> What the task asks: Every line with "TimedOut" in it should be copied from the data.

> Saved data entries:
==============================

#[cfg(test)]
mod tests {
    use super::*;
    use crate::outbox::MessagePayload;
    use crate::shared_data::ChannelKind;
    use fm_validator::ConsensusAppAttributes;
    use shared_crypto::PrivateKey;
    use shared_types::{Channel, Commitment, CommitmentType};

    fn create_funded_ledger_pair(
        allocation: [u64; 2],
    ) -> (SharedData, SharedData, ChannelId, Vec<Address>) {
        let key_a = PrivateKey::from_bytes([1u8; 32]).unwrap();
        let key_b = PrivateKey::from_bytes([2u8; 32]).unwrap();
        let channel = Channel::new(
            [0xaa; 20],
            U256::from(41),
            vec![key_a.address(), key_b.address()],
        )
        .unwrap();
        let participants = channel.participants.clone();
        let mut shared_a = SharedData::new(key_a);
        let mut shared_b = SharedData::new(key_b);

        let mut commitment = Commitment {
            channel: channel.clone(),
            turn_num: 0,
            commitment_count: 0,
            allocation: vec![U256::from(allocation[0]), U256::from(allocation[1])],
            destination: participants.clone(),
            commitment_type: CommitmentType::PreFundSetup,
            app_attributes: ConsensusAppAttributes::consensus().encode(),
        };
        let signed = shared_a
            .sign_and_initialize(commitment.clone(), ChannelKind::Ledger)
            .unwrap();
        shared_b
            .check_and_initialize(signed, ChannelKind::Ledger)
            .unwrap();
        for (turn, count, kind, ours) in [
            (1u64, 1u32, CommitmentType::PreFundSetup, false),
            (2, 0, CommitmentType::PostFundSetup, true),
            (3, 1, CommitmentType::PostFundSetup, false),
        ] {
            commitment = Commitment {
                turn_num: turn,
                commitment_count: count,
                commitment_type: kind,
                ..commitment.clone()
            };
            if ours {
                let signed = shared_a.sign_and_store(commitment.clone()).unwrap();
                shared_b.check_and_store(signed).unwrap();
            } else {
                let signed = shared_b.sign_and_store(commitment.clone()).unwrap();
                shared_a.check_and_store(signed).unwrap();
            }
        }
        let total = U256::from(allocation[0] + allocation[1]);
        let channel_id = channel.id();
        shared_a.set_holdings(&channel_id, total).unwrap();
        shared_b.set_holdings(&channel_id, total).unwrap();
        (shared_a, shared_b, channel_id, participants)
    }

    fn locator() -> ProtocolLocator {
        ProtocolLocator::new(vec![ProtocolTag::LedgerTopUp])
    }

    fn relay(from: &mut SharedData, to_state: LedgerTopUp, to: &mut SharedData) -> LedgerTopUp {
        let mut state = to_state;
        for message in from.outbox.take_messages() {
            if let MessagePayload::Commitments {
                protocol_locator,
                signed_commitments,
            } = message.payload
            {
                state = reduce(
                    state,
                    to,
                    &ProtocolAction::CommitmentsReceived {
                        process_id: message.process_id,
                        protocol_locator,
                        signed_commitments,
                    },
                );
            }
        }
        state
    }

    fn deposited(channel_id: ChannelId, total: u64) -> ProtocolAction {
        ProtocolAction::DepositedEvent {
            process_id: "topup-1".into(),
            protocol_locator: locator().child(ProtocolTag::DirectFunding),
            channel_id,
            amount: U256::zero(),
            total_holdings: U256::from(total),
        }
    }

    #[test]
    fn test_sufficiently_funded_a_skips_straight_to_b_round() {
        // A's current 6 >= proposed 4: A's consensus and funding rounds are
        // skipped, the first proposal on the wire is already B's round.
        let (mut shared_a, shared_b, channel_id, participants) =
            create_funded_ledger_pair([6, 4]);
        let state_a = initialize(
            "topup-1",
            locator(),
            channel_id,
            vec![U256::from(4), U256::from(7)],
            participants,
            &mut shared_a,
        );
        assert!(matches!(
            state_a,
            LedgerTopUp::RestoreOrderAndProposeBTopUp { .. }
        ));
        drop(shared_b);
    }

    #[test]
    fn test_no_deficits_is_immediate_success() {
        let (mut shared_a, _, channel_id, participants) = create_funded_ledger_pair([6, 4]);
        let state = initialize(
            "topup-1",
            locator(),
            channel_id,
            vec![U256::from(5), U256::from(4)],
            participants,
            &mut shared_a,
        );
        assert!(state.is_success());
    }

    #[test]
    fn test_one_slot_outcome_fails_without_panicking() {
        // A counterparty can hand us a ledger channel whose outcome has a
        // single slot; the top-up must refuse it rather than index past it.
        let key_a = PrivateKey::from_bytes([1u8; 32]).unwrap();
        let key_b = PrivateKey::from_bytes([2u8; 32]).unwrap();
        let channel = Channel::new(
            [0xaa; 20],
            U256::from(43),
            vec![key_a.address(), key_b.address()],
        )
        .unwrap();
        let mut shared = SharedData::new(key_a);
        let commitment = Commitment {
            channel: channel.clone(),
            turn_num: 0,
            commitment_count: 0,
            allocation: vec![U256::from(3)],
            destination: vec![channel.participants[0]],
            commitment_type: CommitmentType::PreFundSetup,
            app_attributes: ConsensusAppAttributes::consensus().encode(),
        };
        shared
            .sign_and_initialize(commitment, ChannelKind::Ledger)
            .unwrap();

        let state = initialize(
            "topup-1",
            locator(),
            channel.id(),
            vec![U256::from(9)],
            vec![channel.participants[0]],
            &mut shared,
        );
        assert!(matches!(
            state,
            LedgerTopUp::Failure {
                reason: LedgerTopUpFailureReason::UnsupportedOutcomeShape,
                ..
            }
        ));
    }

    #[test]
    fn test_full_top_up_both_sides() {
        let (mut shared_a, mut shared_b, channel_id, participants) =
            create_funded_ledger_pair([6, 4]);
        let proposed = vec![U256::from(8), U256::from(5)];

        // A proposes the switched-order outcome for their own top-up.
        let state_a = initialize(
            "topup-1",
            locator(),
            channel_id,
            proposed.clone(),
            participants.clone(),
            &mut shared_a,
        );
        assert!(matches!(
            state_a,
            LedgerTopUp::SwitchOrderAndProposeATopUp { .. }
        ));
        let state_b = initialize(
            "topup-1",
            locator(),
            channel_id,
            proposed.clone(),
            participants.clone(),
            &mut shared_b,
        );

        // B votes A's round through; A then starts depositing.
        let state_b = relay(&mut shared_a, state_b, &mut shared_b);
        let state_a = relay(&mut shared_b, state_a, &mut shared_a);
        assert!(matches!(
            state_a,
            LedgerTopUp::WaitForDirectFundingForA { .. }
        ));
        assert_eq!(shared_a.outbox.take_transactions().len(), 1);

        // A's deposit of 2 lands on chain (10 -> 12); A then proposes the
        // restore-order round.
        let state_a = reduce(
            state_a,
            &mut shared_a,
            &ProtocolAction::TransactionSent {
                process_id: "topup-1".into(),
            },
        );
        let state_a = reduce(
            state_a,
            &mut shared_a,
            &ProtocolAction::TransactionSubmitted {
                process_id: "topup-1".into(),
            },
        );
        let state_a = reduce(
            state_a,
            &mut shared_a,
            &ProtocolAction::TransactionConfirmed {
                process_id: "topup-1".into(),
                contract_address: None,
            },
        );
        let state_a = reduce(state_a, &mut shared_a, &deposited(channel_id, 12));
        let state_b = reduce(state_b, &mut shared_b, &deposited(channel_id, 12));

        // Restore-order round: B casts the final vote and starts depositing.
        let state_b = relay(&mut shared_a, state_b, &mut shared_b);
        let state_a = relay(&mut shared_b, state_a, &mut shared_a);
        assert!(matches!(
            state_b,
            LedgerTopUp::WaitForDirectFundingForB { .. }
        ));
        assert!(matches!(
            state_a,
            LedgerTopUp::WaitForDirectFundingForB { .. }
        ));
        assert_eq!(shared_b.outbox.take_transactions().len(), 1);

        // B's deposit of 1 resolves and lands on chain (12 -> 13).
        let mut state_b = state_b;
        for action in [
            ProtocolAction::TransactionSent {
                process_id: "topup-1".into(),
            },
            ProtocolAction::TransactionSubmitted {
                process_id: "topup-1".into(),
            },
            ProtocolAction::TransactionConfirmed {
                process_id: "topup-1".into(),
                contract_address: None,
            },
        ] {
            state_b = reduce(state_b, &mut shared_b, &action);
        }
        let state_b = reduce(state_b, &mut shared_b, &deposited(channel_id, 13));
        let state_a = reduce(state_a, &mut shared_a, &deposited(channel_id, 13));
        assert!(state_b.is_success());
        assert!(state_a.is_success());
    }
}
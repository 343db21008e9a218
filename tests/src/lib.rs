//! # fm-tests
//!
//! Cross-crate scenario tests that drive the protocol stack the way a
//! deployed pair of engines would: two channel stores (or two full
//! orchestrators) exchanging real signed commitments, with the chain
//! represented by injected events.
//!
//! ## Structure
//!
//! ```text
//! tests/
//! └── src/
//!     ├── lib.rs            # This file
//!     ├── fixtures.rs       # Keys, channels, setup-round builders
//!     ├── consensus_flow.rs # ConsensusApp vote rounds over the validator
//!     ├── funding_flow.rs   # Deposit safety and guarantor claims
//!     └── engine_flow.rs    # Two orchestrators, open to conclusion
//! ```

pub mod fixtures;

#[cfg(test)]
mod consensus_flow;
#[cfg(test)]
mod engine_flow;
#[cfg(test)]
mod funding_flow;
//! # Transaction Submission
//!
//! Drives one transaction through the chain collaborator:
//!
//! ```text
//! WaitForSend -> WaitForSubmission -> WaitForConfirmation -> Success
//!                      |                     |
//!                      v                     v
//!                 ApproveRetry ----------> Failure
//! ```
//!
//! A submission failure is never retried silently: it parks in
//! `ApproveRetry` until the caller answers with `TransactionRetryApproved`
//! or `TransactionRetryDenied`. One retry cycle is allowed per submission.

use shared_types::Address;
use tracing::{debug, warn};

use crate::actions::ProtocolAction;
use crate::outbox::{TransactionKind, TransactionRequest};
use crate::shared_data::SharedData;

const MAX_RETRIES: u32 = 1;

#[derive(Debug, Clone, Copy, PartialEq, Eq)]
pub enum FailureReason {
    TransactionFailed,
    RetryDenied,
    RetryBudgetExhausted,
}

#[derive(Debug, Clone)]
pub enum TransactionSubmission {
    WaitForSend {
        process_id: String,
        kind: TransactionKind,
        retries: u32,
    },
    WaitForSubmission {
        process_id: String,
        kind: TransactionKind,
        retries: u32,
    },
    WaitForConfirmation {
        process_id: String,
        kind: TransactionKind,
        retries: u32,
    },
    ApproveRetry {
        process_id: String,
        kind: TransactionKind,
        retries: u32,
    },
    Success {
        /// Populated for deploy transactions.
        contract_address: Option<Address>,
    },
    Failure {
        reason: FailureReason,
    },
}

impl TransactionSubmission {
    pub fn is_terminal(&self) -> bool {
        matches!(self, Self::Success { .. } | Self::Failure { .. })
    }

    pub fn is_success(&self) -> bool {
        matches!(self, Self::Success { .. })
    }
}

/// Queue the transaction and start waiting for the chain collaborator.
pub fn initialize(
    process_id: &str,
    kind: TransactionKind,
    shared: &mut SharedData,
) -> TransactionSubmission {
    shared.queue_transaction(TransactionRequest {
        process_id: process_id.to_string(),
        kind: kind.clone(),
    });
    TransactionSubmission::WaitForSend {
        process_id: process_id.to_string(),
        kind,
        retries: 0,
    }
}

pub fn reduce(
    state: TransactionSubmission,
    shared: &mut SharedData,
    action: &ProtocolAction,
) -> TransactionSubmission {
    use TransactionSubmission::*;

    match (state, action) {
        (
            WaitForSend {
                process_id,
                kind,
                retries,
            },
            ProtocolAction::TransactionSent { .. },
        ) => WaitForSubmission {
            process_id,
            kind,
            retries,
        },
        (
            WaitForSubmission {
                process_id,
                kind,
                retries,
            },
            ProtocolAction::TransactionSubmitted { .. },
        ) => WaitForConfirmation {
            process_id,
            kind,
            retries,
        },
        (
            WaitForSend {
                process_id,
                kind,
                retries,
            }
            | WaitForSubmission {
                process_id,
                kind,
                retries,
            },
            ProtocolAction::TransactionSubmissionFailed { .. },
        ) => ApproveRetry {
            process_id,
            kind,
            retries,
        },
        (
            WaitForConfirmation { .. },
            ProtocolAction::TransactionConfirmed {
                contract_address, ..
            },
        ) => Success {
            contract_address: *contract_address,
        },
        (WaitForConfirmation { .. }, ProtocolAction::TransactionFailed { .. }) => Failure {
            reason: FailureReason::TransactionFailed,
        },
        (
            ApproveRetry {
                process_id,
                kind,
                retries,
            },
            ProtocolAction::TransactionRetryApproved { .. },
        ) => {
            if retries >= MAX_RETRIES {
                return Failure {
                    reason: FailureReason::RetryBudgetExhausted,
                };
            }
            debug!(process_id = %process_id, retry = retries + 1, "resubmitting transaction");
            shared.queue_transaction(TransactionRequest {
                process_id: process_id.clone(),
                kind: kind.clone(),
            });
            WaitForSend {
                process_id,
                kind,
                retries: retries + 1,
            }
        }
        (ApproveRetry { .. }, ProtocolAction::TransactionRetryDenied { .. }) => Failure {
            reason: FailureReason::RetryDenied,
        },
        (state, action) => {
            warn!(
                process_id = action.process_id(),
                "transaction submission ignored action"
            );
            state
        }
    }
}
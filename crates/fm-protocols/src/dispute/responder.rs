//! Responder side of a dispute: answer a challenge before it expires.
//!
//! ```text
//! WaitForApproval -> { WaitForResponse -> } WaitForTransaction
//!                        -> WaitForAcknowledgement -> Success
//! ```
//!
//! When our history already holds a commitment newer than the challenge,
//! we refute with it directly; otherwise the application layer supplies
//! the response move. An expiry event in any waiting state is terminal.

use shared_types::{ChannelId, SignedCommitment};
use tracing::warn;

use crate::actions::ProtocolAction;
use crate::outbox::TransactionKind;
use crate::shared_data::{ChallengeRecord, SharedData};
use crate::transaction_submission::{self, TransactionSubmission};

#[derive(Debug, Clone, Copy, PartialEq, Eq)]
pub enum ResponderFailureReason {
    TimedOut,
    TransactionFailed,
    UserDeclined,
}

#[derive(Debug, Clone)]
pub enum Responder {
    WaitForApproval {
        process_id: String,
        channel_id: ChannelId,
    },
    /// Approved, but a response move must come from the application layer.
    WaitForResponse {
        process_id: String,
        channel_id: ChannelId,
    },
    WaitForTransaction {
        process_id: String,
        channel_id: ChannelId,
        transaction: TransactionSubmission,
    },
    WaitForAcknowledgement {
        process_id: String,
        channel_id: ChannelId,
    },
    Success {
        channel_id: ChannelId,
    },
    Failure {
        channel_id: ChannelId,
        reason: ResponderFailureReason,
    },
}

impl Responder {
    pub fn is_terminal(&self) -> bool {
        matches!(self, Self::Success { .. } | Self::Failure { .. })
    }

    pub fn channel_id(&self) -> ChannelId {
        match self {
            Self::WaitForApproval { channel_id, .. }
            | Self::WaitForResponse { channel_id, .. }
            | Self::WaitForTransaction { channel_id, .. }
            | Self::WaitForAcknowledgement { channel_id, .. }
            | Self::Success { channel_id }
            | Self::Failure { channel_id, .. } => *channel_id,
        }
    }
}

/// A challenge against us was registered on chain.
pub fn initialize(
    process_id: &str,
    channel_id: ChannelId,
    challenge: ChallengeRecord,
    shared: &mut SharedData,
) -> Responder {
    shared.subscribe(channel_id, process_id.to_string());
    shared.register_challenge(channel_id, challenge);
    Responder::WaitForApproval {
        process_id: process_id.to_string(),
        channel_id,
    }
}

pub fn reduce(state: Responder, shared: &mut SharedData, action: &ProtocolAction) -> Responder {
    // Expiry beats everything else in any non-terminal state.
    if let ProtocolAction::ChallengeExpiredEvent { .. } = action {
        if !state.is_terminal() {
            let channel_id = state.channel_id();
            shared.clear_challenge(&channel_id);
            return Responder::Failure {
                channel_id,
                reason: ResponderFailureReason::TimedOut,
            };
        }
    }

    match (state, action) {
        (
            Responder::WaitForApproval {
                process_id,
                channel_id,
            },
            ProtocolAction::ChallengeApproved { .. },
        ) => match refutation(&channel_id, shared) {
            Some(refute) => {
                let transaction = transaction_submission::initialize(
                    &process_id,
                    TransactionKind::Refute {
                        refute_commitment: refute.commitment,
                        signature: refute.signature,
                    },
                    shared,
                );
                Responder::WaitForTransaction {
                    process_id,
                    channel_id,
                    transaction,
                }
            }
            None => Responder::WaitForResponse {
                process_id,
                channel_id,
            },
        },
        (
            Responder::WaitForApproval { channel_id, .. },
            ProtocolAction::ExitChallenge { .. },
        ) => Responder::Failure {
            channel_id,
            reason: ResponderFailureReason::UserDeclined,
        },
        (
            Responder::WaitForResponse {
                process_id,
                channel_id,
            },
            ProtocolAction::OwnCommitment { commitment, .. },
        ) => match shared.sign_and_store(commitment.clone()) {
            Ok(signed) => {
                let transaction = transaction_submission::initialize(
                    &process_id,
                    TransactionKind::RespondWithMove {
                        response_commitment: signed.commitment,
                        signature: signed.signature,
                    },
                    shared,
                );
                Responder::WaitForTransaction {
                    process_id,
                    channel_id,
                    transaction,
                }
            }
            Err(e) => {
                warn!(error = %e, "response commitment rejected");
                Responder::WaitForResponse {
                    process_id,
                    channel_id,
                }
            }
        },
        (
            Responder::WaitForTransaction {
                process_id,
                channel_id,
                transaction,
            },
            action,
        ) => {
            let transaction = transaction_submission::reduce(transaction, shared, action);
            if transaction.is_success() {
                shared.clear_challenge(&channel_id);
                Responder::WaitForAcknowledgement {
                    process_id,
                    channel_id,
                }
            } else if transaction.is_terminal() {
                Responder::Failure {
                    channel_id,
                    reason: ResponderFailureReason::TransactionFailed,
                }
            } else {
                Responder::WaitForTransaction {
                    process_id,
                    channel_id,
                    transaction,
                }
            }
        }
        (
            Responder::WaitForAcknowledgement { channel_id, .. },
            ProtocolAction::Acknowledged { .. },
        ) => Responder::Success { channel_id },
        (state, action) => {
            warn!(process_id = action.process_id(), "responder ignored action");
            state
        }
    }
}

/// A stored commitment strictly newer than the challenge, usable as a
/// refutation.
fn refutation(channel_id: &ChannelId, shared: &SharedData) -> Option<SignedCommitment> {
    let challenge_turn = shared.challenge(channel_id)?.challenge_commitment.turn_num;
    let state = shared.channel(channel_id).ok()?;
    state
        .commitments
        .iter()
        .rev()
        .find(|sc| sc.commitment.turn_num > challenge_turn)
        .cloned()
}
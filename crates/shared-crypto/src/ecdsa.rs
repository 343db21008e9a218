//! # ECDSA Signatures (secp256k1)
//!
//! Recoverable ECDSA over secp256k1, the signature scheme of the ForceMove
//! adjudicator.
//!
//! ## Properties
//!
//! - RFC 6979 deterministic nonces (no RNG dependency for signing)
//! - 65-byte wire form: `r || s || recovery_id`
//! - Signer identified by Ethereum-style address (Keccak-256 of the
//!   uncompressed public key, last 20 bytes)

use k256::ecdsa::{RecoveryId, Signature, SigningKey, VerifyingKey};
use zeroize::Zeroize;

use crate::keccak::keccak256;
use crate::CryptoError;

/// A 20-byte Ethereum-style address.
pub type Address = [u8; 20];

/// A 65-byte recoverable signature: `r || s || recovery_id`.
#[derive(Clone, Copy, Debug, PartialEq, Eq)]
pub struct RecoverableSignature(pub [u8; 65]);

impl RecoverableSignature {
    pub fn from_bytes(bytes: [u8; 65]) -> Self {
        Self(bytes)
    }

    pub fn as_bytes(&self) -> &[u8; 65] {
        &self.0
    }

    fn split(&self) -> Result<(Signature, RecoveryId), CryptoError> {
        let signature =
            Signature::from_slice(&self.0[..64]).map_err(|_| CryptoError::InvalidSignature)?;
        let recovery_id =
            RecoveryId::from_byte(self.0[64]).ok_or(CryptoError::InvalidSignature)?;
        Ok((signature, recovery_id))
    }
}

/// A secp256k1 public key.
#[derive(Clone, Debug, PartialEq, Eq)]
pub struct PublicKey(VerifyingKey);

impl PublicKey {
    /// Ethereum-style address of this key.
    pub fn address(&self) -> Address {
        let point = self.0.to_encoded_point(false);
        // Skip the 0x04 uncompressed-point tag.
        let digest = keccak256(&point.as_bytes()[1..]);
        let mut address = [0u8; 20];
        address.copy_from_slice(&digest[12..]);
        address
    }
}

/// A secp256k1 signing key.
#[derive(Clone)]
pub struct PrivateKey(SigningKey);

impl PrivateKey {
    /// Generate a fresh random key.
    pub fn random<R: rand::RngCore + rand::CryptoRng>(rng: &mut R) -> Self {
        Self(SigningKey::random(rng))
    }

    /// Create from raw scalar bytes. The input copy is wiped after use.
    pub fn from_bytes(mut bytes: [u8; 32]) -> Result<Self, CryptoError> {
        let key = SigningKey::from_slice(&bytes).map_err(|_| CryptoError::InvalidPrivateKey);
        bytes.zeroize();
        key.map(Self)
    }

    pub fn public_key(&self) -> PublicKey {
        PublicKey(*self.0.verifying_key())
    }

    /// Ethereum-style address of the corresponding public key.
    pub fn address(&self) -> Address {
        self.public_key().address()
    }

    /// Sign the Keccak-256 digest of `message`.
    pub fn sign(&self, message: &[u8]) -> Result<RecoverableSignature, CryptoError> {
        let digest = keccak256(message);
        let (signature, recovery_id) = self
            .0
            .sign_prehash_recoverable(&digest)
            .map_err(|_| CryptoError::SigningFailed)?;

        let mut bytes = [0u8; 65];
        bytes[..64].copy_from_slice(&signature.to_bytes());
        bytes[64] = recovery_id.to_byte();
        Ok(RecoverableSignature(bytes))
    }
}

/// Recover the address that signed `message`.
pub fn recover_signer(
    message: &[u8],
    signature: &RecoverableSignature,
) -> Result<Address, CryptoError> {
    let digest = keccak256(message);
    let (sig, recovery_id) = signature.split()?;
    let verifying_key = VerifyingKey::recover_from_prehash(&digest, &sig, recovery_id)
        .map_err(|_| CryptoError::RecoveryFailed)?;
    Ok(PublicKey(verifying_key).address())
}
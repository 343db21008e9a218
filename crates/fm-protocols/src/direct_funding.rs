//! # Direct Funding
//!
//! Tracks on-chain deposits against a channel until its holdings reach the
//! total funding requirement:
//!
//! ```text
//! NotSafeToDeposit -> WaitForDepositTransaction -> WaitForFundingConfirmation
//!                                                     |            |
//!                                                FundingSuccess FundingFailure
//! ```
//!
//! Depositing is guarded by `safe_to_deposit_level`: we only put our
//! deposit on chain once everyone ahead of us has deposited, so a
//! front-run cannot under- or over-fund the channel. A channel whose
//! holdings already cover the total requirement is never deposited into.

use primitive_types::U256;
use shared_types::ChannelId;
use tracing::{debug, warn};

use crate::actions::ProtocolAction;
use crate::locator::ProtocolLocator;
use crate::outbox::TransactionKind;
use crate::shared_data::SharedData;
use crate::transaction_submission::{self, TransactionSubmission};

#[derive(Debug, Clone)]
pub struct DirectFundingArgs {
    pub process_id: String,
    pub protocol_locator: ProtocolLocator,
    pub channel_id: ChannelId,
    /// Our own contribution.
    pub required_deposit: U256,
    /// Holdings level at which the channel counts as funded.
    pub total_funding_required: U256,
    /// Holdings level others must have reached before our deposit is safe.
    pub safe_to_deposit_level: U256,
}

#[derive(Debug, Clone)]
pub enum DirectFunding {
    NotSafeToDeposit {
        args: DirectFundingArgs,
    },
    WaitForDepositTransaction {
        args: DirectFundingArgs,
        transaction: TransactionSubmission,
    },
    WaitForFundingConfirmation {
        args: DirectFundingArgs,
    },
    FundingSuccess {
        channel_id: ChannelId,
    },
    FundingFailure {
        channel_id: ChannelId,
    },
}

impl DirectFunding {
    pub fn is_terminal(&self) -> bool {
        matches!(self, Self::FundingSuccess { .. } | Self::FundingFailure { .. })
    }

    pub fn is_success(&self) -> bool {
        matches!(self, Self::FundingSuccess { .. })
    }

    pub fn channel_id(&self) -> ChannelId {
        match self {
            Self::NotSafeToDeposit { args }
            | Self::WaitForDepositTransaction { args, .. }
            | Self::WaitForFundingConfirmation { args } => args.channel_id,
            Self::FundingSuccess { channel_id } | Self::FundingFailure { channel_id } => {
                *channel_id
            }
        }
    }
}

pub fn initialize(args: DirectFundingArgs, shared: &mut SharedData) -> DirectFunding {
    shared.subscribe(args.channel_id, args.process_id.clone());
    evaluate(args, shared)
}

pub fn reduce(
    state: DirectFunding,
    shared: &mut SharedData,
    action: &ProtocolAction,
) -> DirectFunding {
    match (state, action) {
        (
            state,
            ProtocolAction::DepositedEvent {
                channel_id,
                total_holdings,
                ..
            },
        ) => {
            if let Err(e) = shared.set_holdings(channel_id, *total_holdings) {
                warn!(error = %e, "deposit event for unknown channel");
                return state;
            }
            match state {
                DirectFunding::NotSafeToDeposit { args } => evaluate(args, shared),
                DirectFunding::WaitForFundingConfirmation { args } => {
                    confirm_or_wait(args, shared)
                }
                // Mid-submission deposits are recorded; we still wait for
                // our own transaction to resolve.
                other => other,
            }
        }
        (
            DirectFunding::WaitForDepositTransaction { args, transaction },
            action,
        ) => {
            let transaction = transaction_submission::reduce(transaction, shared, action);
            if transaction.is_success() {
                confirm_or_wait(args, shared)
            } else if transaction.is_terminal() {
                DirectFunding::FundingFailure {
                    channel_id: args.channel_id,
                }
            } else {
                DirectFunding::WaitForDepositTransaction { args, transaction }
            }
        }
        (state, action) => {
            warn!(
                process_id = action.process_id(),
                "direct funding ignored action"
            );
            state
        }
    }
}

/// Decide what the current holdings allow: done, deposit, or wait.
fn evaluate(args: DirectFundingArgs, shared: &mut SharedData) -> DirectFunding {
    let holdings = shared.holdings(&args.channel_id);
    if holdings >= args.total_funding_required {
        debug!(
            channel_id = %hex::encode(args.channel_id),
            "channel already fully funded, no deposit needed"
        );
        return DirectFunding::FundingSuccess {
            channel_id: args.channel_id,
        };
    }
    if args.required_deposit.is_zero() {
        return confirm_or_wait(args, shared);
    }
    if holdings < args.safe_to_deposit_level {
        return DirectFunding::NotSafeToDeposit { args };
    }
    let transaction = transaction_submission::initialize(
        &args.process_id,
        TransactionKind::Deposit {
            channel_id: args.channel_id,
            amount: args.required_deposit,
            expected_held: holdings,
        },
        shared,
    );
    DirectFunding::WaitForDepositTransaction { args, transaction }
}

fn confirm_or_wait(args: DirectFundingArgs, shared: &SharedData) -> DirectFunding {
    if shared.holdings(&args.channel_id) >= args.total_funding_required {
        DirectFunding::FundingSuccess {
            channel_id: args.channel_id,
        }
    } else {
        DirectFunding::WaitForFundingConfirmation { args }
    }
}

==============================

> Response to the task:
    TimedOut,
                reason: ResponderFailureReason::TimedOut,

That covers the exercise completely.